How best to honour the King of Kowloon

PUBLISHED : Friday, 27 July, 2007, 12:00am
UPDATED : Friday, 27 July, 2007, 12:00am

Opinions vary as to whether the late Tsang Tsou-choi was an artist or a nuisance. Claiming that his ancestors had owned the land that is now Kowloon and that it was therefore his, he relentlessly marked his perceived turf with messages hastily written in Chinese characters.

The scrawled missives, which bestowed royal titles on relatives and led to him being dubbed 'the King of Kowloon', were eccentric, given that there is no documented proof of his claims. His five decades dedicated to the cause meant that few people failed to notice his handiwork.

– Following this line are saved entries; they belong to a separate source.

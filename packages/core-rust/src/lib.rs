//! `extcall` core: host value model, argument codec, and reply envelopes.

pub mod codec;
pub mod envelope;
pub mod value;

pub use envelope::{write_output, Envelope, ReturnCode, Status, UnknownStatus, ASYNC_CANCEL};
pub use value::{ParamType, Value, ValueKind};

Tsang's writings stood out in a culture where graffiti is rare. Great poets and writers of Chinese dynasties visited famous places and left writings on rocks or walls, but this was not in the same artistic vein; generally it was perceived that Tsang's were the scribblings of a madman.

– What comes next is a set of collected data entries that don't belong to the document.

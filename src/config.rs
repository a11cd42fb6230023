//! Export-wide configuration, set once before worker start (see `spec.md` §5).

/// How per-section light octrees are computed (`spec.md` §4.6, §9 Open
/// Questions). `FullyLit` matches the observed behavior of the source tool;
/// `HeightmapAware` is the guarded stricter mode that derives per-section
/// light from the heightmap.
#[derive(Debug, Clone, Copy, PartialEq, Eq, Default)]
pub enum LightingMode {
    #[default]
    FullyLit,
    HeightmapAware,
}

/// Tunables for an export run. Values mirror the defaults named in the spec.
#[derive(Debug, Clone)]
pub struct ExportConfig {
    /// Hard cap on concurrent region workers. `None` lets the driver probe
    /// write throughput and derive a cap itself (see `export::worker_pool`).
    pub worker_cap: Option<usize>,
    /// Zstd compression level used for chunk blobs.
    pub zstd_level: i32,
    /// Bytes per region-file segment.
    pub segment_size: u32,
    /// Chunks per region file (32 × 32).
    pub blob_count: u32,
    /// Ceiling-dimension height, if the editor world exposes one.
    pub ceiling_height: Option<i32>,
    /// Section light-octree strategy (`spec.md` §4.6).
    pub lighting: LightingMode,
    /// Ceiling used by `worker_pool::memory_cap` when `worker_cap` is `None`
    /// (`spec.md` §5: `memory_cap = max(1, ⌊heap_max / 1.5 GiB⌋)`). No crate
    /// in this stack introspects process memory, so this is a configured
    /// value rather than a measured one; see `DESIGN.md`.
    pub heap_max_bytes: u64,
}

impl Default for ExportConfig {
    fn default() -> Self {
        Self {
            worker_cap: None,
            zstd_level: 3,
            segment_size: 4096,
            blob_count: 1024,
            ceiling_height: None,
            lighting: LightingMode::default(),
            heap_max_bytes: 4 * 1024 * 1024 * 1024,
        }
    }
}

But in the 1980s, the international media found out about the King of Kowloon and, gradually, infamy became fame. Soon, his disregard for authority was inspiring fashion designers, art directors and traditional artists. His works were framed and hung in restaurants, homes, even art galleries; they were selling for serious money. Then came the exhibitions, merchandising, advertisements and magazine covers and the alleged crazy man was an icon.

Tsang's death on July 15 raised a dilemma for authorities, caught up in the debate about heritage and collective memory. Examples of his work still exist in a few public places, notably at the Star Ferry in Tsim Sha Tsui and near Kwun Tong police station.

The government has acted swiftly to assure the community that these will be preserved. Officials should be commended for being sensitive to public opinion. While different views on his work still exist, there are clearly strong feelings that the remaining examples should be retained. It makes little sense to remove them.

Precisely how this will be achieved, remains to be decided. But whatever steps are taken, his legacy will survive. It has already passed into popular culture and exhibitions and the works on display will keep his memory alive.